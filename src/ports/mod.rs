use crate::application::EntryAudit;
use crate::domain::graph::{ProgramGraph, ValueId};
use std::io::Write;

pub mod report;

/// A statically determined constant.
#[derive(Debug, Clone, PartialEq, Eq)]
pub enum ConstValue {
    Int(i64),
    Str(String),
}

/// Constant-resolution queries against the value-flow summaries.
/// Implementations must be shareable across the per-entry worker threads.
pub trait ValueResolver: Sync {
    /// The constant a value is guaranteed to hold along all reaching
    /// definitions, or `None` when no single literal can be determined.
    /// Looks through at most one level of addressing; deeper indirection
    /// chains stay unresolved by contract.
    fn resolve(&self, graph: &ProgramGraph, value: ValueId) -> Option<ConstValue>;
}

/// Formats per-entry audit results into a report.
pub trait ReportExporter {
    fn export(&self, audits: &[EntryAudit], out: &mut dyn Write) -> anyhow::Result<()>;
}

* **What the task requires**: Count every line of the material that holds "determined". Reply with the number alone.

* **Answer to this task**: 2